Meist dienen diese Heiligen als Vorbilder. So stellte Bischof Wolfgang Huber zu Beginn des Bonhoeffer-Jahres 2006 fest, dass Bonhoeffer »ein evangelischer Heiliger« sei, an den wir uns erinnern sollten, weil er mutig und unter Aufopferung seines Lebens für die Ideale Jesu eingestanden sei. Hier droht eine Gefahr: das unrealistische Bild einer Vollkommenheit, das dem konkreten Heiligen nicht gerecht wird und ihm seine Menschlichkeit raubt. Wenn dann noch jeder Satz – etwa Luthers – als heilig gelten soll, wird es schwierig. Eine andere Gefahr ist unsere Überforderung durch ein Ideal, dem kein Mensch gerecht werden kann.
Die evangelische Wiederentdeckung der Heiligen ist gut und nützlich, denn Heilige sind anschauliche Beispiele der Gnade Gottes und machen sichtbar, dass Gottes Heil konkret ist.

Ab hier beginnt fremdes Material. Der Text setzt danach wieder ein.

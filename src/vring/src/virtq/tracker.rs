/*
Copyright 2026  The Hyperlight Authors.

Licensed under the Apache License, Version 2.0 (the "License");
you may not use this file except in compliance with the License.
You may obtain a copy of the License at

    http://www.apache.org/licenses/LICENSE-2.0

Unless required by applicable law or agreed to in writing, software
distributed under the License is distributed on an "AS IS" BASIS,
WITHOUT WARRANTIES OR CONDITIONS OF ANY KIND, either express or implied.
See the License for the specific language governing permissions and
limitations under the License.
*/

//! Maps chain heads to caller tokens.

use alloc::vec::Vec;

use super::chain::ChainHandle;

/// A chain the device has not given back yet.
#[derive(Debug)]
pub struct Inflight<T> {
    pub token: T,
    pub chain: ChainHandle,
}

/// One slot per descriptor; only chain heads are ever occupied.
#[derive(Debug)]
pub struct BufferTracker<T> {
    slots: Vec<Option<Inflight<T>>>,
    outstanding: usize,
}

impl<T> BufferTracker<T> {
    pub fn new(size: u16) -> Self {
        let mut slots = Vec::with_capacity(size as usize);
        slots.resize_with(size as usize, || None);
        Self {
            slots,
            outstanding: 0,
        }
    }

    /// Remember `token` for the chain described by `chain`.
    ///
    /// Hands the token back if the head is already tracked.
    pub fn insert(&mut self, chain: ChainHandle, token: T) -> Result<(), T> {
        match self.slots.get_mut(chain.head() as usize) {
            Some(slot @ None) => {
                *slot = Some(Inflight { token, chain });
                self.outstanding += 1;
                Ok(())
            }
            _ => Err(token),
        }
    }

    /// Stop tracking the chain headed by `head`.
    pub fn take(&mut self, head: u16) -> Option<Inflight<T>> {
        let inflight = self.slots.get_mut(head as usize)?.take()?;
        self.outstanding -= 1;
        Some(inflight)
    }

    #[inline]
    pub fn contains(&self, head: u16) -> bool {
        matches!(self.slots.get(head as usize), Some(Some(_)))
    }

    /// Number of chains in flight.
    #[inline]
    pub fn outstanding(&self) -> usize {
        self.outstanding
    }

    /// Lowest head still in flight.
    pub fn first_outstanding(&self) -> Option<u16> {
        if self.outstanding == 0 {
            return None;
        }
        self.slots
            .iter()
            .position(Option::is_some)
            .map(|head| head as u16)
    }
}
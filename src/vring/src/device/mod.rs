/*
Copyright 2026  The Hyperlight Authors.

Licensed under the Apache License, Version 2.0 (the "License");
you may not use this file except in compliance with the License.
You may obtain a copy of the License at

    http://www.apache.org/licenses/LICENSE-2.0

Unless required by applicable law or agreed to in writing, software
distributed under the License is distributed on an "AS IS" BASIS,
WITHOUT WARRANTIES OR CONDITIONS OF ANY KIND, either express or implied.
See the License for the specific language governing permissions and
limitations under the License.
*/

//! Device lifecycle.
//!
//! A [`Device`] walks through
//!
//! ```text
//! Uninitialized -> DriverBound -> FeaturesNegotiated -> QueuesReady -> DriverOk
//! ```
//!
//! on the way to being usable, and can fall into `Failed` (probe or
//! negotiation failed, the device stays unbound) or `Broken` (a queue saw
//! the device violate the ring protocol) from any of them. `Suspended` sits
//! between [`Device::freeze`] and [`Device::restore`].
//!
//! The device talks to the hardware (or hypervisor) through a [`Transport`]
//! and to its driver through the [`Driver`] trait. The [`bus::Bus`] registry
//! decides which driver gets which device.

pub mod bus;

use alloc::string::String;
use alloc::sync::Arc;
use alloc::vec::Vec;
use core::fmt;
use core::sync::atomic::{AtomicBool, Ordering};

use bitflags::bitflags;
use log::{debug, error, warn};
use thiserror::Error;
#[cfg(feature = "tracing")]
use tracing::{Span, instrument};

pub use crate::config::QueueSpec;
use crate::feature::{self, DriverFeatures, FeatureError, Negotiated, Revision};
use crate::virtq::{AllocError, MemError, MemOps, Notifier, Queue, RingError, VirtqError};
pub use crate::virtq::QueueMemory;

/// Matches drivers to devices.
#[derive(Debug, Clone, Copy, PartialEq, Eq, Hash)]
pub struct DeviceId {
    pub device: u32,
    pub vendor: u32,
}

impl DeviceId {
    /// Matches any device type or vendor in a driver's id table.
    pub const ANY_ID: u32 = 0xffff_ffff;

    pub const fn new(device: u32, vendor: u32) -> Self {
        Self { device, vendor }
    }

    /// Does this id table entry match `dev`?
    pub fn matches(&self, dev: &DeviceId) -> bool {
        (self.device == Self::ANY_ID || self.device == dev.device)
            && (self.vendor == Self::ANY_ID || self.vendor == dev.vendor)
    }
}

bitflags! {
    /// The device status register.
    #[repr(transparent)]
    #[derive(Clone, Copy, Debug, Default, PartialEq, Eq, Hash)]
    pub struct DeviceStatus: u8 {
        /// The guest noticed the device.
        const ACKNOWLEDGE = 1;
        /// The guest knows how to drive the device.
        const DRIVER = 2;
        /// The driver is set up and ready to drive the device.
        const DRIVER_OK = 4;
        /// Feature negotiation is complete.
        const FEATURES_OK = 8;
        /// The device hit an error it cannot recover from without a reset.
        const NEEDS_RESET = 0x40;
        /// The guest gave up on the device.
        const FAILED = 0x80;
    }
}

#[derive(Debug, Clone, Copy, PartialEq, Eq)]
pub enum DeviceState {
    Uninitialized,
    DriverBound,
    FeaturesNegotiated,
    QueuesReady,
    DriverOk,
    Suspended,
    Failed,
    Broken,
}

impl fmt::Display for DeviceState {
    fn fmt(&self, f: &mut fmt::Formatter<'_>) -> fmt::Result {
        let s = match self {
            Self::Uninitialized => "uninitialized",
            Self::DriverBound => "driver-bound",
            Self::FeaturesNegotiated => "features-negotiated",
            Self::QueuesReady => "queues-ready",
            Self::DriverOk => "driver-ok",
            Self::Suspended => "suspended",
            Self::Failed => "failed",
            Self::Broken => "broken",
        };
        f.write_str(s)
    }
}

/// Back-reference from a queue to its device.
///
/// Cloned into every queue of the device; they share the broken flag.
#[derive(Debug, Clone)]
pub struct DeviceHandle {
    index: u32,
    broken: Arc<AtomicBool>,
}

impl DeviceHandle {
    pub fn new(index: u32) -> Self {
        Self {
            index,
            broken: Arc::new(AtomicBool::new(false)),
        }
    }

    #[inline]
    pub fn index(&self) -> u32 {
        self.index
    }

    #[inline]
    pub fn is_broken(&self) -> bool {
        self.broken.load(Ordering::Acquire)
    }

    /// Stop trusting the rings of this device. Only a reset clears it.
    #[inline]
    pub fn mark_broken(&self) {
        self.broken.store(true, Ordering::Release);
    }
}

#[derive(Error, Debug, Clone, Copy, PartialEq, Eq)]
pub enum TransportError {
    #[error("Queue {0} is not available")]
    QueueUnavailable(u16),
    #[error("Queue {index} cannot have {size} entries")]
    QueueSize { index: u16, size: u16 },
    #[error("Ring error: {0}")]
    Ring(#[from] RingError),
    #[error("Memory error: {0}")]
    Memory(#[from] MemError),
    #[error("Allocation error: {0}")]
    Alloc(#[from] AllocError),
}

/// Configuration operations of a device, provided by PCI, MMIO and the like.
pub trait Transport {
    type Mem: MemOps;
    type Notifier: Notifier;

    fn device_id(&self) -> DeviceId;

    /// Features the device offers.
    fn device_features(&self) -> u64;

    /// Tell the device which features the driver accepted.
    fn finalize_features(&mut self, features: u64) -> Result<(), TransportError>;

    fn status(&self) -> DeviceStatus;

    fn set_status(&mut self, status: DeviceStatus);

    /// Reset the device: status cleared, queues forgotten.
    fn reset(&mut self);

    /// Largest size for queue `index`; 0 if the queue does not exist.
    fn max_queue_size(&self, index: u16) -> u16;

    /// Allocate ring memory for queue `index` and tell the device where it is.
    fn setup_queue(
        &mut self,
        index: u16,
        size: u16,
    ) -> Result<QueueMemory<Self::Mem>, TransportError>;

    /// The doorbell of queue `index`.
    fn notifier(&self, index: u16) -> Self::Notifier;

    /// Tell the device queue `index` is gone and release its memory.
    fn teardown_queue(&mut self, index: u16);
}

#[derive(Error, Debug, Clone, PartialEq, Eq)]
pub enum DeviceError {
    #[error("Feature negotiation failed: {0}")]
    FeatureNegotiation(#[from] FeatureError),
    #[error("Device did not accept the negotiated features")]
    FeaturesRejected,
    #[error("Transport error: {0}")]
    Transport(#[from] TransportError),
    #[error("Queue error: {0}")]
    Virtq(#[from] VirtqError),
    #[error("Cannot {op} a device in state {state}")]
    InvalidState { op: &'static str, state: DeviceState },
    #[error("Driver {driver} failed: {reason}")]
    Driver { driver: String, reason: String },
    #[error("No device at index {0}")]
    UnknownDevice(u32),
    #[error("No driver with id {0}")]
    UnknownDriver(usize),
    #[error("Device {0} has no driver")]
    NotBound(u32),
    #[error("No driver matches device {0}")]
    NoMatchingDriver(u32),
}

/// A device driver.
///
/// `probe` and `restore` create the queues they need with
/// [`Device::find_vqs`]. Queues still present after `remove` or `freeze`
/// are drained and torn down by the device.
pub trait Driver<Tr: Transport, T> {
    fn name(&self) -> &str;

    /// Devices this driver handles.
    fn id_table(&self) -> &[DeviceId];

    fn features(&self) -> &DriverFeatures;

    /// Set up a newly bound device. May call [`Device::ready`] itself if it
    /// needs to use its queues before returning.
    fn probe(&self, dev: &mut Device<Tr, T>) -> Result<(), DeviceError>;

    fn remove(&self, dev: &mut Device<Tr, T>);

    /// Called once the device is live.
    fn scan(&self, _dev: &mut Device<Tr, T>) {}

    /// The device configuration changed. Called with the config lock held:
    /// must not block and must not enable or disable config reporting.
    fn config_changed(&self, _dev: &Device<Tr, T>) {}

    fn freeze(&self, _dev: &mut Device<Tr, T>) -> Result<(), DeviceError> {
        Ok(())
    }

    /// Bring the device back after [`freeze`](Self::freeze). Features have
    /// been renegotiated; queues must be recreated.
    fn restore(&self, dev: &mut Device<Tr, T>) -> Result<(), DeviceError> {
        self.probe(dev)
    }
}

#[derive(Debug, Default)]
struct ConfigReporting {
    enabled: bool,
    pending: bool,
}

/// A device, its negotiated state and its queues.
///
/// `T` is the token type of its queues.
pub struct Device<Tr: Transport, T> {
    index: u32,
    id: DeviceId,
    transport: Tr,
    handle: DeviceHandle,
    state: DeviceState,
    features: u64,
    revision: Option<Revision>,
    queues: Vec<Queue<Tr::Mem, Tr::Notifier, T>>,
    config: spin::Mutex<ConfigReporting>,
    /// FAILED was set when the device was frozen
    failed_on_freeze: bool,
}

So stärken sie den Glauben – und den Mut, denn sie gehorchen Gott mehr als den Menschen und widerstehen dem Zeitgeist.
Dreierlei bleibt zu beachten: Es geht nicht um die Person des Heiligen, es
ist immer Christus, der in ihnen begegnet.
Heilige sind Geschenke Gottes für die Gemeinschaft, sie erinnern so gerade uns Evangelische daran, dass wir die Gemeinschaft brauchen.
Heilige sind Zeichen für die Gegenwart Gottes und für das Heil, das er allen schenken will.

Dr. Corinna Dahlgrün ist Professorin für Praktische Theologie an der Friedrich-Schiller-Universität Jena.